Fri, 6 Feb 2009 07:13:05, <beaverplt at yahoo.com> wrote:

> Has anyone ever cleaned out their beer cupboard by just using all
> your
> leftovers to make a brew? I...This seems like a fun thing to try.

Go for it.
I've done just that many times and the result is always interesting.
And usually pretty damned good.

This year, I took the concept a step further by saving the bottoms of
every finished brew I made this past year (the dregs or botttom
couple of quarts of each corny, if you will) into a clean corny. I
manage to brew quite a bit, so I had a pretty good quantity, maybe
ending up with 2 or 2 1/2 gallons.

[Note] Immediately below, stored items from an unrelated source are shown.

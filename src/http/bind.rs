//! Binding string maps (query, path, headers) onto caller types.
//!
//! A type opts in by implementing [`Bind`], naming for each field the key it
//! reads and the conversion to apply:
//!
//! ```
//! # use rye::http::bind::{Bind, BindError, Fields};
//! #[derive(Default)]
//! struct Page {
//!     q: String,
//!     limit: i64,
//! }
//!
//! impl Bind for Page {
//!     fn bind(&mut self, fields: &Fields<'_>) -> Result<(), BindError> {
//!         fields.string("q", &mut self.q)?;
//!         fields.int("limit", &mut self.limit)
//!     }
//! }
//! ```
//!
//! Keys missing from the map leave the field untouched.

use std::collections::HashMap;
use std::str::FromStr;

#[derive(Debug, Clone, PartialEq, Eq, thiserror::Error)]
pub enum BindError {
    #[error("invalid value {value:?} for {key:?}: expected {expected}")]
    InvalidValue {
        key: String,
        value: String,
        expected: &'static str,
    },
}

/// Read-only view of the values being bound.
pub struct Fields<'a> {
    values: &'a HashMap<String, String>,
}

impl<'a> Fields<'a> {
    pub fn new(values: &'a HashMap<String, String>) -> Self {
        Self { values }
    }

    pub fn raw(&self, key: &str) -> Option<&'a str> {
        self.values.get(key).map(|v| v.as_str())
    }

    pub fn string(&self, key: &str, target: &mut String) -> Result<(), BindError> {
        if let Some(value) = self.raw(key) {
            *target = value.to_string();
        }
        Ok(())
    }

    pub fn int(&self, key: &str, target: &mut i64) -> Result<(), BindError> {
        self.convert(key, target, "integer")
    }

    pub fn float(&self, key: &str, target: &mut f64) -> Result<(), BindError> {
        self.convert(key, target, "float")
    }

    pub fn bool(&self, key: &str, target: &mut bool) -> Result<(), BindError> {
        let Some(value) = self.raw(key) else {
            return Ok(());
        };

        *target = parse_bool(value).ok_or_else(|| invalid(key, value, "bool"))?;
        Ok(())
    }

    fn convert<T: FromStr>(
        &self,
        key: &str,
        target: &mut T,
        expected: &'static str,
    ) -> Result<(), BindError> {
        let Some(value) = self.raw(key) else {
            return Ok(());
        };

        *target = value.parse().map_err(|_| invalid(key, value, expected))?;
        Ok(())
    }
}

fn invalid(key: &str, value: &str, expected: &'static str) -> BindError {
    BindError::InvalidValue {
        key: key.to_string(),
        value: value.to_string(),
        expected,
    }
}

/// A type that can be filled in from a string map.
pub trait Bind: Default {
    fn bind(&mut self, fields: &Fields<'_>) -> Result<(), BindError>;
}

/// Builds a `T` from its default and the given values.
pub fn bind_map<T: Bind>(values: &HashMap<String, String>) -> Result<T, BindError> {
    let mut target = T::default();
    target.bind(&Fields::new(values))?;
    Ok(target)
}

/// Accepts the spellings `1 t T TRUE true True` and `0 f F FALSE false False`.
pub fn parse_bool(value: &str) -> Option<bool> {
    match value {
        "1" | "t" | "T" | "TRUE" | "true" | "True" => Some(true),
        "0" | "f" | "F" | "FALSE" | "false" | "False" => Some(false),
        _ => None,
    }
}
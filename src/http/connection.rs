use std::sync::Arc;
use std::time::Duration;

use anyhow::Context as _;
use tokio::io::{AsyncRead, AsyncWrite, AsyncWriteExt};
use tokio::net::TcpStream;
use tokio::time::timeout;

use crate::http::context::Context;
use crate::http::error::HandlerError;
use crate::http::handler::Chain;
use crate::http::reader::{ReadOutcome, read_request};
use crate::http::request::{Method, Request};
use crate::http::response::{CONTENT_TYPE, MIME_TEXT, Response};
use crate::http::writer::ResponseWriter;
use crate::routing::router::Router;

/// Per-connection deadlines.
#[derive(Debug, Clone, Copy, PartialEq, Eq)]
pub struct ConnectionSettings {
    pub read_timeout: Duration,
    pub write_timeout: Duration,
}

impl Default for ConnectionSettings {
    fn default() -> Self {
        Self {
            read_timeout: Duration::from_secs(5),
            write_timeout: Duration::from_secs(5),
        }
    }
}

/// Serves exactly one request/response cycle on a stream.
pub struct Connection<S = TcpStream> {
    stream: S,
    router: Arc<Router>,
    settings: ConnectionSettings,
    state: ConnectionState,
}

pub enum ConnectionState {
    Reading,
    Routing(Request),
    Executing(Context, Chain),
    ErrorHandling(Context, HandlerError),
    Writing(ResponseWriter),
    Closed,
}

impl<S> Connection<S>
where
    S: AsyncRead + AsyncWrite + Unpin,
{
    pub fn new(stream: S, router: Arc<Router>, settings: ConnectionSettings) -> Self {
        Self {
            stream,
            router,
            settings,
            state: ConnectionState::Reading,
        }
    }

    /// Drives the connection to `Closed`, then shuts the stream down.
    ///
    /// The shutdown runs whether the cycle completed or was abandoned.
    pub async fn run(&mut self) -> anyhow::Result<()> {
        let result = self.drive().await;

        if let Err(e) = self.stream.shutdown().await {
            tracing::debug!(error = %e, "Error closing connection");
        }

        result
    }

    async fn drive(&mut self) -> anyhow::Result<()> {
        loop {
            let state = std::mem::replace(&mut self.state, ConnectionState::Closed);

            self.state = match state {
                ConnectionState::Reading => self.read().await?,

                ConnectionState::Routing(request) => self.route(request),

                ConnectionState::Executing(mut ctx, chain) => match chain.run(&mut ctx) {
                    Ok(()) => ConnectionState::Writing(Self::finish(ctx)),
                    Err(e) => ConnectionState::ErrorHandling(ctx, e),
                },

                ConnectionState::ErrorHandling(ctx, err) => self.handle_error(ctx, err),

                ConnectionState::Writing(mut writer) => {
                    timeout(
                        self.settings.write_timeout,
                        writer.write_to_stream(&mut self.stream),
                    )
                    .await
                    .map_err(|_| {
                        anyhow::anyhow!("write timed out after {:?}", self.settings.write_timeout)
                    })?
                    .context("writing response")?;

                    ConnectionState::Closed
                }

                ConnectionState::Closed => break,
            };
        }

        Ok(())
    }

    async fn read(&mut self) -> anyhow::Result<ConnectionState> {
        let outcome = timeout(self.settings.read_timeout, read_request(&mut self.stream))
            .await
            .map_err(|_| anyhow::anyhow!("read timed out after {:?}", self.settings.read_timeout))?
            .context("reading request")?;

        Ok(match outcome {
            ReadOutcome::Request(request) => ConnectionState::Routing(request),
            ReadOutcome::Malformed(e) => {
                tracing::warn!(error = %e, "Rejecting malformed request");
                let response = Response::bad_request();
                log_handled(None, None, &response);
                ConnectionState::Writing(Self::prepare(response))
            }
            ReadOutcome::Empty => ConnectionState::Closed,
        })
    }

    fn route(&self, mut request: Request) -> ConnectionState {
        tracing::debug!(method = %request.method, path = %request.path, "Routing request");

        if let Some(matched) = self.router.lookup(&request.path, request.method) {
            let chain = matched.chain.clone();
            request.path_params = matched.params;
            return ConnectionState::Executing(Context::new(request), chain);
        }

        match self.router.catch_all() {
            Some(chain) => {
                tracing::debug!(path = %request.path, "No route matched, using catch-all");
                ConnectionState::Executing(Context::new(request), chain.clone())
            }
            None => {
                tracing::debug!(path = %request.path, "No route matched");
                let response = Response::not_found();
                log_handled(Some(request.method), Some(request.path.as_str()), &response);
                ConnectionState::Writing(Self::prepare(response))
            }
        }
    }

    fn handle_error(&self, mut ctx: Context, err: HandlerError) -> ConnectionState {
        tracing::debug!(error = %err, path = %ctx.url(), "Handler chain failed");

        match (self.router.error_handler())(err, &mut ctx) {
            Ok(()) => ConnectionState::Writing(Self::finish(ctx)),
            Err(e) => {
                tracing::error!(error = %e, path = %ctx.url(), "Error handler failed");
                let response = Response::internal_error();
                log_handled(Some(ctx.method()), Some(ctx.url()), &response);
                ConnectionState::Writing(Self::prepare(response))
            }
        }
    }

    fn finish(ctx: Context) -> ResponseWriter {
        let method = ctx.method();
        let path = ctx.url().to_string();
        let response = ctx.into_response();

        log_handled(Some(method), Some(path.as_str()), &response);

        Self::prepare(response)
    }

    /// Forces the headers every outgoing response carries.
    fn prepare(mut response: Response) -> ResponseWriter {
        if !response.has_header_ignore_case(CONTENT_TYPE) {
            response.set_header(CONTENT_TYPE, MIME_TEXT);
        }
        // Keep-alive is never offered.
        response.remove_header_ignore_case("Connection");
        response.set_header("Connection", "close");

        ResponseWriter::new(&response)
    }
}

/// Access log line for every response the connection sends. Malformed
/// requests have no method or path, logged as `-`.
fn log_handled(method: Option<Method>, path: Option<&str>, response: &Response) {
    let method = method.map_or("-", |m| m.as_str());
    tracing::info!(
        method = %method,
        path = %path.unwrap_or("-"),
        status = response.status_or_default().as_u16(),
        "Request handled"
    );
}
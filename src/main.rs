use rye::config::Config;
use rye::http::bind::{Bind, BindError, Fields};
use rye::{BodyKind, Chain, Context, HandlerResult, HttpError, Server, StatusCode};
use serde::{Deserialize, Serialize};

const DEMO_TOKEN: &str = "Abcde";
const DEMO_USER_ID: &str = "k2380sd";

#[derive(Debug, Deserialize, Serialize)]
struct Greeting {
    key1: String,
    key2: String,
}

#[derive(Debug, Default)]
struct ApiPath {
    id: String,
}

impl Bind for ApiPath {
    fn bind(&mut self, fields: &Fields<'_>) -> Result<(), BindError> {
        fields.string("id", &mut self.id)
    }
}

fn hello_get(ctx: &mut Context) -> HandlerResult {
    ctx.set_header("CustomHeader", "CustomValue");
    ctx.string(StatusCode::OK, "Hello, World!")
}

fn hello_post(ctx: &mut Context) -> HandlerResult {
    let body: Greeting = ctx.bind_body()?;
    tracing::debug!(?body, "Received greeting");
    ctx.json(StatusCode::OK, &body)
}

fn api_path(ctx: &mut Context) -> HandlerResult {
    let path: ApiPath = ctx.bind_path()?;
    ctx.string(StatusCode::OK, path.id)
}

fn auth(ctx: &mut Context) -> HandlerResult {
    let unauthorized = || HttpError::new(StatusCode::UNAUTHORIZED, BodyKind::Json);

    let token = ctx
        .header("Authorization")
        .and_then(|h| h.strip_prefix("Bearer "))
        .ok_or_else(unauthorized)?;

    if token != DEMO_TOKEN {
        return Err(unauthorized().into());
    }

    ctx.set("userId", DEMO_USER_ID);
    Ok(())
}

fn protected(ctx: &mut Context) -> HandlerResult {
    let user_id = ctx
        .get_string("userId")
        .ok_or_else(|| HttpError::new(StatusCode::UNAUTHORIZED, BodyKind::Json))?
        .to_string();

    ctx.json(StatusCode::OK, &serde_json::json!({ "userId": user_id }))
}

fn fallback(ctx: &mut Context) -> HandlerResult {
    let message = format!("Nothing at {} {}", ctx.method(), ctx.url());
    Err(HttpError::with_message(StatusCode::NOT_FOUND, message, BodyKind::Json).into())
}

#[tokio::main]
async fn main() -> anyhow::Result<()> {
    let cfg = Config::load()?;

    tracing_subscriber::fmt()
        .with_target(false)
        .with_level(true)
        .with_max_level(cfg.logging.max_level())
        .init();

    let mut server = Server::new(cfg.server);
    server
        .get("/hello", hello_get)?
        .post("/hello", hello_post)?
        .get("/api/{id}", api_path)?
        .get("/protected", Chain::new().with(auth).with(protected))?
        .catch_all(fallback);

    tokio::select! {
        res = server.run() => {
            res?;
        }

        _ = tokio::signal::ctrl_c() => {
            tracing::info!("Shutdown signal received");
        }
    }

    Ok(())
}
use std::collections::HashMap;
use std::fmt;

pub const CONTENT_TYPE: &str = "Content-Type";
pub const CONTENT_LENGTH: &str = "Content-Length";

pub const MIME_TEXT: &str = "text/plain; charset=utf-8";
pub const MIME_HTML: &str = "text/html; charset=utf-8";
pub const MIME_JSON: &str = "application/json";

/// An HTTP status code.
///
/// Any numeric code can be carried; the common ones have named constants.
///
/// # Example
///
/// ```
/// # use rye::http::response::StatusCode;
/// assert_eq!(StatusCode::OK.as_u16(), 200);
/// assert_eq!(StatusCode::from_u16(404), StatusCode::NOT_FOUND);
/// ```
#[derive(Debug, Clone, Copy, PartialEq, Eq, Hash, PartialOrd, Ord)]
pub struct StatusCode(u16);

impl StatusCode {
    pub const OK: StatusCode = StatusCode(200);
    pub const CREATED: StatusCode = StatusCode(201);
    pub const NO_CONTENT: StatusCode = StatusCode(204);
    pub const MOVED_PERMANENTLY: StatusCode = StatusCode(301);
    pub const FOUND: StatusCode = StatusCode(302);
    pub const NOT_MODIFIED: StatusCode = StatusCode(304);
    pub const BAD_REQUEST: StatusCode = StatusCode(400);
    pub const UNAUTHORIZED: StatusCode = StatusCode(401);
    pub const FORBIDDEN: StatusCode = StatusCode(403);
    pub const NOT_FOUND: StatusCode = StatusCode(404);
    pub const METHOD_NOT_ALLOWED: StatusCode = StatusCode(405);
    pub const CONFLICT: StatusCode = StatusCode(409);
    pub const UNPROCESSABLE_ENTITY: StatusCode = StatusCode(422);
    pub const TOO_MANY_REQUESTS: StatusCode = StatusCode(429);
    pub const INTERNAL_SERVER_ERROR: StatusCode = StatusCode(500);
    pub const NOT_IMPLEMENTED: StatusCode = StatusCode(501);
    pub const BAD_GATEWAY: StatusCode = StatusCode(502);
    pub const SERVICE_UNAVAILABLE: StatusCode = StatusCode(503);

    pub const fn from_u16(code: u16) -> Self {
        StatusCode(code)
    }

    /// Returns the numeric HTTP status code.
    pub const fn as_u16(&self) -> u16 {
        self.0
    }

    /// Returns the standard reason phrase, or `""` for unregistered codes.
    ///
    /// # Example
    ///
    /// ```
    /// # use rye::http::response::StatusCode;
    /// assert_eq!(StatusCode::UNAUTHORIZED.reason_phrase(), "Unauthorized");
    /// assert_eq!(StatusCode::from_u16(599).reason_phrase(), "");
    /// ```
    pub fn reason_phrase(&self) -> &'static str {
        match self.0 {
            100 => "Continue",
            101 => "Switching Protocols",
            102 => "Processing",
            103 => "Early Hints",
            200 => "OK",
            201 => "Created",
            202 => "Accepted",
            203 => "Non-Authoritative Information",
            204 => "No Content",
            205 => "Reset Content",
            206 => "Partial Content",
            207 => "Multi-Status",
            208 => "Already Reported",
            226 => "IM Used",
            300 => "Multiple Choices",
            301 => "Moved Permanently",
            302 => "Found",
            303 => "See Other",
            304 => "Not Modified",
            305 => "Use Proxy",
            307 => "Temporary Redirect",
            308 => "Permanent Redirect",
            400 => "Bad Request",
            401 => "Unauthorized",
            402 => "Payment Required",
            403 => "Forbidden",
            404 => "Not Found",
            405 => "Method Not Allowed",
            406 => "Not Acceptable",
            407 => "Proxy Authentication Required",
            408 => "Request Timeout",
            409 => "Conflict",
            410 => "Gone",
            411 => "Length Required",
            412 => "Precondition Failed",
            413 => "Request Entity Too Large",
            414 => "Request URI Too Long",
            415 => "Unsupported Media Type",
            416 => "Requested Range Not Satisfiable",
            417 => "Expectation Failed",
            418 => "I'm a teapot",
            421 => "Misdirected Request",
            422 => "Unprocessable Entity",
            423 => "Locked",
            424 => "Failed Dependency",
            425 => "Too Early",
            426 => "Upgrade Required",
            428 => "Precondition Required",
            429 => "Too Many Requests",
            431 => "Request Header Fields Too Large",
            451 => "Unavailable For Legal Reasons",
            500 => "Internal Server Error",
            501 => "Not Implemented",
            502 => "Bad Gateway",
            503 => "Service Unavailable",
            504 => "Gateway Timeout",
            505 => "HTTP Version Not Supported",
            506 => "Variant Also Negotiates",
            507 => "Insufficient Storage",
            508 => "Loop Detected",
            510 => "Not Extended",
            511 => "Network Authentication Required",
            _ => "",
        }
    }
}

impl From<u16> for StatusCode {
    fn from(code: u16) -> Self {
        StatusCode(code)
    }
}

impl fmt::Display for StatusCode {
    fn fmt(&self, f: &mut fmt::Formatter<'_>) -> fmt::Result {
        write!(f, "{}", self.0)
    }
}

/// The response a handler chain builds up for one request.
///
/// `status` stays `None` until something sets it; the serializer sends 200
/// in that case. Headers are last-write-wins on the exact name. The headers
/// the serializer owns (`Content-Type` default, `Content-Length`, `Date`,
/// `Connection`) are matched ignoring case, so a handler's `content-type`
/// is never sent alongside a second `Content-Type`.
#[derive(Debug, Default, Clone, PartialEq)]
pub struct Response {
    /// The HTTP status code, if set
    pub status: Option<StatusCode>,
    /// HTTP headers as key-value pairs
    pub headers: HashMap<String, String>,
    /// Response body as bytes
    pub body: Vec<u8>,
}

/// Builder for constructing HTTP responses in a fluent style.
///
/// # Example
///
/// ```ignore
/// let response = ResponseBuilder::new(StatusCode::OK)
///     .header("Content-Type", "application/json")
///     .body(b"{}".to_vec())
///     .build();
/// ```
pub struct ResponseBuilder {
    status: StatusCode,
    headers: HashMap<String, String>,
    body: Vec<u8>,
}

impl ResponseBuilder {
    /// Creates a new response builder with the specified status code.
    pub fn new(status: StatusCode) -> Self {
        Self {
            status,
            headers: HashMap::new(),
            body: Vec::new(),
        }
    }

    /// Adds or replaces a header.
    pub fn header(mut self, key: impl Into<String>, value: impl Into<String>) -> Self {
        self.headers.insert(key.into(), value.into());
        self
    }

    /// Sets the response body.
    pub fn body(mut self, body: impl Into<Vec<u8>>) -> Self {
        self.body = body.into();
        self
    }

    pub fn build(self) -> Response {
        Response {
            status: Some(self.status),
            headers: self.headers,
            body: self.body,
        }
    }
}

impl Response {
    pub fn new() -> Self {
        Self::default()
    }

    /// The fixed response for requests that cannot be parsed.
    pub fn bad_request() -> Self {
        ResponseBuilder::new(StatusCode::BAD_REQUEST)
            .body("invalid request")
            .build()
    }

    /// The fixed response when no route matches and no catch-all is set.
    pub fn not_found() -> Self {
        ResponseBuilder::new(StatusCode::NOT_FOUND)
            .body("Path route not found")
            .build()
    }

    /// The last-resort response when the error handler itself fails.
    pub fn internal_error() -> Self {
        ResponseBuilder::new(StatusCode::INTERNAL_SERVER_ERROR)
            .body("Internal Server Error")
            .build()
    }

    pub fn header(&self, key: &str) -> Option<&str> {
        self.headers.get(key).map(|v| v.as_str())
    }

    /// Whether any header is named `key`, ignoring ASCII case.
    pub fn has_header_ignore_case(&self, key: &str) -> bool {
        has_header(&self.headers, key)
    }

    /// Removes every header named `key`, ignoring ASCII case.
    pub fn remove_header_ignore_case(&mut self, key: &str) {
        remove_header(&mut self.headers, key);
    }

    pub fn set_header(&mut self, key: impl Into<String>, value: impl Into<String>) {
        self.headers.insert(key.into(), value.into());
    }

    pub fn set_status(&mut self, status: StatusCode) {
        self.status = Some(status);
    }

    pub fn set_body(&mut self, body: impl Into<Vec<u8>>) {
        self.body = body.into();
    }

    /// The status that goes on the wire.
    pub fn status_or_default(&self) -> StatusCode {
        self.status.unwrap_or(StatusCode::OK)
    }
}

pub(crate) fn has_header(headers: &HashMap<String, String>, key: &str) -> bool {
    headers.keys().any(|k| k.eq_ignore_ascii_case(key))
}

pub(crate) fn remove_header(headers: &mut HashMap<String, String>, key: &str) {
    headers.retain(|k, _| !k.eq_ignore_ascii_case(key));
}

It had to settle out for a while,
and was a blend of probably 4 different types of ale...but man...the
end result of this mish-mash is pretty remarkable.
This will without a doubt become a yearly tradition now, for as
long as I'm alive and able to brew.

For more than 20 years my holiday/winter brew has contained at least
10% volume of the previous year's batch (a kind of solera, if you
will) but this new amalgam of every brew of the precious year (except
for the saved winter brew, reserved for the coming year's batch) is
pretty interesting, especially since it is comprised completely of
well aged beer (anywhere from 3 to 12 months old).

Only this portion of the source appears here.